**What to work on**
As the answer, give a copy of each line below that includes the word "finish".

(Saved entries)

//! Copyable text forms of a glyph.
//!
//! A user picking a glyph can copy it as the character itself, its hex
//! code, its font name, or an escaped string literal suitable for pasting
//! into source code. The literal escapes every UTF-16 code unit above 128
//! on its own, so glyphs outside the Basic Multilingual Plane come out as
//! two `\uXXXX` sequences (`U+F011B` becomes `\uDB80\uDD1B`).

use std::fmt;
use std::str::FromStr;

use super::{GlyphError, GlyphRecord, GlyphResult};

/// The four representations offered for copying, in derivation order.
#[derive(Debug, Clone, Copy, PartialEq, Eq, Hash)]
pub enum CopyFormat {
    /// The glyph character.
    Character,
    /// The raw hex code point string.
    HexCode,
    /// The font name, e.g. `nf-md-cat`.
    FontName,
    /// The escaped string literal.
    Literal,
}

impl CopyFormat {
    pub const ALL: [CopyFormat; 4] = [
        CopyFormat::Character,
        CopyFormat::HexCode,
        CopyFormat::FontName,
        CopyFormat::Literal,
    ];

    pub fn as_str(&self) -> &'static str {
        match self {
            Self::Character => "char",
            Self::HexCode => "hex",
            Self::FontName => "name",
            Self::Literal => "literal",
        }
    }

    /// Human-readable label for menus.
    pub fn label(&self) -> &'static str {
        match self {
            Self::Character => "character",
            Self::HexCode => "hex code",
            Self::FontName => "font name",
            Self::Literal => "string literal",
        }
    }
}

impl fmt::Display for CopyFormat {
    fn fmt(&self, f: &mut fmt::Formatter<'_>) -> fmt::Result {
        f.write_str(self.as_str())
    }
}

impl FromStr for CopyFormat {
    type Err = String;

    fn from_str(s: &str) -> Result<Self, Self::Err> {
        match s.to_ascii_lowercase().as_str() {
            "char" | "character" | "glyph" => Ok(Self::Character),
            "hex" | "hex-code" | "unicode" => Ok(Self::HexCode),
            "name" | "font-name" => Ok(Self::FontName),
            "literal" | "escaped" => Ok(Self::Literal),
            other => Err(format!(
                "unknown copy format \"{other}\" (expected char, hex, name or literal)"
            )),
        }
    }
}

/// The copy texts of one glyph, in fixed order.
#[derive(Debug, Clone, PartialEq, Eq)]
pub struct CopyTexts {
    pub character: String,
    pub hex_code: String,
    pub font_name: String,
    pub literal: String,
}

impl CopyTexts {
    /// The four texts as an ordered sequence.
    pub fn as_array(&self) -> [&str; 4] {
        [
            &self.character,
            &self.hex_code,
            &self.font_name,
            &self.literal,
        ]
    }

    pub fn get(&self, format: CopyFormat) -> &str {
        match format {
            CopyFormat::Character => &self.character,
            CopyFormat::HexCode => &self.hex_code,
            CopyFormat::FontName => &self.font_name,
            CopyFormat::Literal => &self.literal,
        }
    }

    /// Iterate `(format, text)` pairs in derivation order.
    pub fn iter(&self) -> impl Iterator<Item = (CopyFormat, &str)> {
        CopyFormat::ALL.into_iter().map(move |f| (f, self.get(f)))
    }
}

/// Derive the copy texts for a record.
///
/// Fails with [`GlyphError::InvalidCodePoint`] when `record.unicode` does
/// not name a Unicode scalar value.
pub fn derive_copy_texts(record: &GlyphRecord) -> GlyphResult<CopyTexts> {
    let ch = parse_codepoint(&record.unicode).map_err(|_| GlyphError::InvalidCodePoint {
        font_name: record.font_name.clone(),
        code_point: record.unicode.clone(),
    })?;
    let character = ch.to_string();
    let literal = unicode_literal(&character);
    Ok(CopyTexts {
        character,
        hex_code: record.unicode.clone(),
        font_name: record.font_name.clone(),
        literal,
    })
}

/// Parse a hexadecimal code point into a `char`.
///
/// Only hex digits are accepted: no sign, no `0x` or `U+` prefix.
pub fn parse_codepoint(hex: &str) -> GlyphResult<char> {
    let invalid = || GlyphError::InvalidCodePoint {
        font_name: String::new(),
        code_point: hex.to_string(),
    };
    if hex.is_empty() || !hex.bytes().all(|b| b.is_ascii_hexdigit()) {
        return Err(invalid());
    }
    let value = u32::from_str_radix(hex, 16).map_err(|_| invalid())?;
    char::from_u32(value).ok_or_else(invalid)
}

/// Escape every UTF-16 code unit above 128 as `\uXXXX` (uppercase hex).
///
/// Units up to and including 128 are copied through unchanged. Surrogate
/// pairs are not combined.
pub fn unicode_literal(s: &str) -> String {
    let mut out = String::with_capacity(s.len() * 2);
    for unit in s.encode_utf16() {
        if unit > 128 {
            out.push_str(&format!("\\u{unit:04X}"));
        } else {
            // Units <= 128 are never surrogates.
            out.push(char::from(unit as u8));
        }
    }
    out
}

/// Reverse [`unicode_literal`]: turn `\uXXXX` escapes back into code units.
///
/// A backslash not followed by `u` is kept literally. Fails on a truncated
/// escape, non-hex digits, or code units that do not form valid UTF-16.
pub fn decode_literal(literal: &str) -> GlyphResult<String> {
    let mut units: Vec<u16> = Vec::with_capacity(literal.len());
    let mut rest = literal;
    let mut offset = 0;

    while let Some(ch) = rest.chars().next() {
        if rest.starts_with("\\u") {
            let digits = rest.get(2..6).ok_or_else(|| GlyphError::MalformedLiteral {
                offset,
                message: "truncated \\u escape".into(),
            })?;
            if !digits.bytes().all(|b| b.is_ascii_hexdigit()) {
                return Err(GlyphError::MalformedLiteral {
                    offset,
                    message: format!("invalid hex digits \"{digits}\""),
                });
            }
            let unit = u16::from_str_radix(digits, 16).map_err(|e| GlyphError::MalformedLiteral {
                offset,
                message: e.to_string(),
            })?;
            units.push(unit);
            rest = &rest[6..];
            offset += 6;
        } else {
            let mut buf = [0u16; 2];
            units.extend_from_slice(ch.encode_utf16(&mut buf));
            rest = &rest[ch.len_utf8()..];
            offset += ch.len_utf8();
        }
    }

    String::from_utf16(&units).map_err(|e| GlyphError::MalformedLiteral {
        offset: literal.len(),
        message: e.to_string(),
    })
}
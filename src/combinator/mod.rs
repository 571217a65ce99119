//! Enumeration combinators.
//!
//! This module provides the [`Combinators`] extension trait, implemented for
//! every [`Enumerable`] source. Each combinator traverses the source's cursor
//! in natural order and never mutates the source.
//!
//! # Properties
//!
//! For any source `s` and block `f`:
//!
//! ```text
//! s.my_each(f)                      == s            // f called |s| times, in order
//! s.my_map(f).len()                 == |s|
//! s.my_count(Args::none())          == |s|
//! s.my_count(Args::block(p))        == |s.my_select(Args::block(p))|
//! empty.my_all / my_any / my_none   == true / false / true
//! ```
//!
//! Quantifiers stop evaluating the predicate as soon as the answer is known.
//!
//! # Examples
//!
//! ```rust
//! use enumerables::prelude::*;
//!
//! let words = vec!["ant", "bear", "cat"];
//!
//! assert_eq!(words.my_all(Args::block(|word: &&str| word.len() >= 4)), Ok(false));
//! assert_eq!(words.my_map(|word| word.len()), vec![3, 4, 3]);
//!
//! let codes = ordered_hash! { "kenya" => 254, "uganda" => 256, "eritrea" => 291 };
//! assert_eq!(codes.my_map(|(_, code)| code + 1), vec![255, 257, 292]);
//! ```

mod enumerator;
mod operator;

pub use enumerator::{Enumerator, Method};
pub use operator::{Operand, Operator, ParseOperatorError};

use std::borrow::Borrow;
use std::fmt;

use crate::element::Element;
use crate::error::EnumerableError;
use crate::matcher::{Args, Predicate};
use crate::source::Enumerable;

/// The result of `my_select`: a deferred handle when nothing was supplied,
/// the selected elements otherwise.
pub enum Selected<'a, S>
where
    S: Enumerable + ?Sized + 'a,
{
    /// No block or matcher was given.
    Deferred(Enumerator<'a, S>),
    /// The matching elements, in the source's container kind.
    Ready(S::Selection),
}

impl<'a, S> Selected<'a, S>
where
    S: Enumerable + ?Sized + 'a,
{
    /// Returns `true` for [`Selected::Deferred`].
    #[must_use]
    pub const fn is_deferred(&self) -> bool {
        matches!(self, Self::Deferred(_))
    }

    /// Returns the selected elements, or `None` for a deferred handle.
    #[must_use]
    pub fn into_selection(self) -> Option<S::Selection> {
        match self {
            Self::Ready(selection) => Some(selection),
            Self::Deferred(_) => None,
        }
    }

    /// Returns the deferred handle, or `None` when elements were selected.
    #[must_use]
    pub fn into_enumerator(self) -> Option<Enumerator<'a, S>> {
        match self {
            Self::Deferred(enumerator) => Some(enumerator),
            Self::Ready(_) => None,
        }
    }
}

impl<'a, S> fmt::Debug for Selected<'a, S>
where
    S: Enumerable + ?Sized + 'a,
    S::Selection: fmt::Debug,
{
    fn fmt(&self, formatter: &mut fmt::Formatter<'_>) -> fmt::Result {
        match self {
            Self::Deferred(enumerator) => formatter.debug_tuple("Deferred").field(enumerator).finish(),
            Self::Ready(selection) => formatter.debug_tuple("Ready").field(selection).finish(),
        }
    }
}

/// Iteration combinators for every [`Enumerable`] source.
///
/// # Provided Methods
///
/// - `my_each`, `my_each_with_index`: run a block per element, return the source
/// - `my_select` / `my_filter`: keep the matching elements
/// - `my_map`: transform every element into a `Vec`
/// - `my_count`: count all, equal or matching elements
/// - `my_all`, `my_any`, `my_none`: short-circuiting quantifiers
/// - `my_inject` / `my_reduce` and their seeded and symbol forms: fold
///
/// Predicate-taking combinators accept [`Args`]: a block, a single matcher
/// argument, or nothing.
///
/// # Examples
///
/// ```rust
/// use enumerables::{Args, Combinators, TypeTag, Value};
///
/// let mixed = vec![Value::Nil, Value::from(true), Value::from(99)];
/// assert_eq!(mixed.my_any(Args::kind(TypeTag::Numeric)), Ok(true));
/// assert_eq!(mixed.my_none(Args::kind(TypeTag::Sequence)), Ok(true));
/// assert_eq!(mixed.my_all(Args::none()), Ok(false));
/// ```
pub trait Combinators: Enumerable {
    /// Calls `block` once per element, in order, and returns the source.
    ///
    /// # Examples
    ///
    /// ```rust
    /// use enumerables::Combinators;
    ///
    /// let numbers = vec![1, 2, 3];
    /// let mut doubled = Vec::new();
    /// let returned = numbers.my_each(|value| doubled.push(value * 2));
    ///
    /// assert_eq!(returned, &numbers);
    /// assert_eq!(doubled, vec![2, 4, 6]);
    /// ```
    fn my_each<F>(&self, mut block: F) -> &Self
    where
        F: FnMut(&Self::Item),
    {
        trace!(method = "my_each", "combinator");
        for yielded in self.cursor() {
            block(Borrow::<Self::Item>::borrow(&yielded));
        }
        self
    }

    /// Returns a deferred handle for `my_each`.
    fn my_each_enumerator(&self) -> Enumerator<'_, Self> {
        Enumerator::new(self, Method::Each)
    }

    /// Calls `block` with every element and its zero-based index, and
    /// returns the source.
    fn my_each_with_index<F>(&self, mut block: F) -> &Self
    where
        F: FnMut(&Self::Item, usize),
    {
        trace!(method = "my_each_with_index", "combinator");
        for (index, yielded) in self.cursor().enumerate() {
            block(Borrow::<Self::Item>::borrow(&yielded), index);
        }
        self
    }

    /// Returns a deferred handle for `my_each_with_index`.
    fn my_each_with_index_enumerator(&self) -> Enumerator<'_, Self> {
        Enumerator::new(self, Method::EachWithIndex)
    }

    /// Keeps the elements satisfying the call's block or matcher.
    ///
    /// The selection has the source's container kind: sequences and ranges
    /// select into a `Vec`, an [`OrderedHash`](crate::OrderedHash) into an
    /// `OrderedHash`. With neither a block nor a matcher, returns a
    /// [`Selected::Deferred`] handle.
    ///
    /// # Errors
    ///
    /// Rejects invalid call-site arguments (see [`Args::into_predicate`]) and
    /// propagates the first predicate failure.
    ///
    /// # Examples
    ///
    /// ```rust
    /// use enumerables::{Args, Combinators, ordered_hash};
    ///
    /// let codes = ordered_hash! { "kenya" => 254, "uganda" => 256 };
    /// let kenya = codes
    ///     .my_select(Args::block(|(country, _): &(&str, i32)| country.contains("kenya")))
    ///     .unwrap();
    /// assert_eq!(kenya.into_selection(), Some(ordered_hash! { "kenya" => 254 }));
    ///
    /// assert!(codes.my_select(Args::none()).unwrap().is_deferred());
    /// ```
    fn my_select<'m>(&self, args: Args<'m, Self::Item>) -> Result<Selected<'_, Self>, EnumerableError>
    where
        Self::Item: Element + PartialEq + Clone + 'm,
    {
        trace!(method = "my_select", "combinator");
        let Some(mut predicate) = args.into_predicate()? else {
            return Ok(Selected::Deferred(Enumerator::new(self, Method::Select)));
        };
        self.cursor()
            .filter_map(|yielded| {
                let element = Borrow::<Self::Item>::borrow(&yielded);
                match predicate.test(element) {
                    Ok(true) => Some(Ok(element.clone())),
                    Ok(false) => None,
                    Err(error) => Some(Err(error)),
                }
            })
            .collect::<Result<Self::Selection, _>>()
            .map(Selected::Ready)
    }

    /// Alias of [`my_select`](Self::my_select).
    ///
    /// # Errors
    ///
    /// Same as [`my_select`](Self::my_select).
    fn my_filter<'m>(&self, args: Args<'m, Self::Item>) -> Result<Selected<'_, Self>, EnumerableError>
    where
        Self::Item: Element + PartialEq + Clone + 'm,
    {
        self.my_select(args)
    }

    /// Collects `block` applied to every element.
    ///
    /// Always produces a `Vec`, mappings included.
    fn my_map<U, F>(&self, mut block: F) -> Vec<U>
    where
        F: FnMut(&Self::Item) -> U,
    {
        trace!(method = "my_map", "combinator");
        self.cursor()
            .map(|yielded| block(Borrow::<Self::Item>::borrow(&yielded)))
            .collect()
    }

    /// Returns a deferred handle for `my_map`.
    fn my_map_enumerator(&self) -> Enumerator<'_, Self> {
        Enumerator::new(self, Method::Map)
    }

    /// Counts elements.
    ///
    /// | Call | Counts |
    /// |---|---|
    /// | `Args::none()` | every element |
    /// | `Args::literal(value)` | elements equal to `value` |
    /// | `Args::block(f)` or another matcher | elements satisfying it |
    ///
    /// # Errors
    ///
    /// Rejects invalid call-site arguments and propagates predicate failures.
    ///
    /// # Examples
    ///
    /// ```rust
    /// use enumerables::{Args, Combinators};
    ///
    /// let numbers: Vec<i32> = (1..=10).collect();
    /// assert_eq!(numbers.my_count(Args::none()), Ok(10));
    /// assert_eq!(numbers.my_count(Args::literal(0)), Ok(0));
    /// assert_eq!(numbers.my_count(Args::block(|value: &i32| value % 2 == 0)), Ok(5));
    /// ```
    fn my_count<'m>(&self, args: Args<'m, Self::Item>) -> Result<usize, EnumerableError>
    where
        Self::Item: Element + PartialEq + 'm,
    {
        trace!(method = "my_count", "combinator");
        let Some(mut predicate) = args.into_predicate()? else {
            return Ok(self.cursor().count());
        };
        let mut count = 0;
        for yielded in self.cursor() {
            if predicate.test(Borrow::<Self::Item>::borrow(&yielded))? {
                count += 1;
            }
        }
        Ok(count)
    }

    /// Returns `true` when every element satisfies the call's predicate, or
    /// is truthy when none is given. `true` for an empty source.
    ///
    /// # Errors
    ///
    /// Rejects invalid call-site arguments and propagates predicate failures.
    fn my_all<'m>(&self, args: Args<'m, Self::Item>) -> Result<bool, EnumerableError>
    where
        Self::Item: Element + PartialEq + 'm,
    {
        trace!(method = "my_all", "combinator");
        let mut predicate = args.into_predicate()?.unwrap_or_else(Predicate::truthy);
        for yielded in self.cursor() {
            if !predicate.test(Borrow::<Self::Item>::borrow(&yielded))? {
                return Ok(false);
            }
        }
        Ok(true)
    }

    /// Returns `true` when some element satisfies the call's predicate, or
    /// is truthy when none is given. `false` for an empty source.
    ///
    /// # Errors
    ///
    /// Rejects invalid call-site arguments and propagates predicate failures.
    fn my_any<'m>(&self, args: Args<'m, Self::Item>) -> Result<bool, EnumerableError>
    where
        Self::Item: Element + PartialEq + 'm,
    {
        trace!(method = "my_any", "combinator");
        let mut predicate = args.into_predicate()?.unwrap_or_else(Predicate::truthy);
        for yielded in self.cursor() {
            if predicate.test(Borrow::<Self::Item>::borrow(&yielded))? {
                return Ok(true);
            }
        }
        Ok(false)
    }

    /// Returns `true` when no element satisfies the call's predicate, or is
    /// truthy when none is given. `true` for an empty source.
    ///
    /// # Errors
    ///
    /// Rejects invalid call-site arguments and propagates predicate failures.
    fn my_none<'m>(&self, args: Args<'m, Self::Item>) -> Result<bool, EnumerableError>
    where
        Self::Item: Element + PartialEq + 'm,
    {
        trace!(method = "my_none", "combinator");
        let mut predicate = args.into_predicate()?.unwrap_or_else(Predicate::truthy);
        for yielded in self.cursor() {
            if predicate.test(Borrow::<Self::Item>::borrow(&yielded))? {
                return Ok(false);
            }
        }
        Ok(true)
    }

    /// Folds the elements with `block`, seeded with the first element.
    ///
    /// # Errors
    ///
    /// Returns [`EnumerableError::EmptyReduction`] for an empty source.
    ///
    /// # Examples
    ///
    /// ```rust
    /// use enumerables::{Combinators, EnumerableError};
    ///
    /// assert_eq!(vec![1, 2, 3].my_inject(|sum, value| sum + value), Ok(6));
    /// assert_eq!(
    ///     Vec::<i32>::new().my_inject(|sum, value| sum + value),
    ///     Err(EnumerableError::EmptyReduction)
    /// );
    /// ```
    fn my_inject<F>(&self, mut block: F) -> Result<Self::Item, EnumerableError>
    where
        Self::Item: Clone,
        F: FnMut(Self::Item, &Self::Item) -> Self::Item,
    {
        trace!(method = "my_inject", "combinator");
        let mut cursor = self.cursor();
        let first = cursor.next().ok_or(EnumerableError::EmptyReduction)?;
        let seed = Borrow::<Self::Item>::borrow(&first).clone();
        Ok(cursor.fold(seed, |accumulator, yielded| {
            block(accumulator, Borrow::<Self::Item>::borrow(&yielded))
        }))
    }

    /// Folds the elements with `block`, starting from `seed`.
    ///
    /// An empty source returns `seed`.
    fn my_inject_from<B, F>(&self, seed: B, mut block: F) -> B
    where
        F: FnMut(B, &Self::Item) -> B,
    {
        trace!(method = "my_inject", "combinator");
        self.cursor().fold(seed, |accumulator, yielded| {
            block(accumulator, Borrow::<Self::Item>::borrow(&yielded))
        })
    }

    /// Folds the elements with a symbol [`Operator`], seeded with the first
    /// element.
    ///
    /// # Errors
    ///
    /// Returns [`EnumerableError::EmptyReduction`] for an empty source and
    /// propagates the first [`Operand::operate`] failure.
    ///
    /// # Examples
    ///
    /// ```rust
    /// use enumerables::{Combinators, Operator};
    ///
    /// let numbers = vec![1, 2, 3];
    /// assert_eq!(numbers.my_inject_with(":+".parse().unwrap()), Ok(6));
    /// assert_eq!(numbers.my_inject_with(Operator::Max), Ok(3));
    /// ```
    fn my_inject_with(&self, operator: Operator) -> Result<Self::Item, EnumerableError>
    where
        Self::Item: Operand + Clone,
    {
        trace!(method = "my_inject", %operator, "combinator");
        let mut cursor = self.cursor();
        let first = cursor.next().ok_or(EnumerableError::EmptyReduction)?;
        let seed = Borrow::<Self::Item>::borrow(&first).clone();
        cursor.try_fold(seed, |accumulator, yielded| {
            accumulator.operate(operator, Borrow::<Self::Item>::borrow(&yielded))
        })
    }

    /// Folds the elements with a symbol [`Operator`], starting from `seed`.
    ///
    /// # Errors
    ///
    /// Propagates the first [`Operand::operate`] failure.
    fn my_inject_from_with(
        &self,
        seed: Self::Item,
        operator: Operator,
    ) -> Result<Self::Item, EnumerableError>
    where
        Self::Item: Operand,
    {
        trace!(method = "my_inject", %operator, "combinator");
        self.cursor().try_fold(seed, |accumulator, yielded| {
            accumulator.operate(operator, Borrow::<Self::Item>::borrow(&yielded))
        })
    }

    /// Alias of [`my_inject`](Self::my_inject).
    ///
    /// # Errors
    ///
    /// Same as [`my_inject`](Self::my_inject).
    fn my_reduce<F>(&self, block: F) -> Result<Self::Item, EnumerableError>
    where
        Self::Item: Clone,
        F: FnMut(Self::Item, &Self::Item) -> Self::Item,
    {
        self.my_inject(block)
    }
}

impl<S: Enumerable + ?Sized> Combinators for S {}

**Answer space**
            Self::Deferred(enumerator) => formatter.debug_tuple("Deferred").field(enumerator).finish(),
            Self::Ready(selection) => formatter.debug_tuple("Ready").field(selection).finish(),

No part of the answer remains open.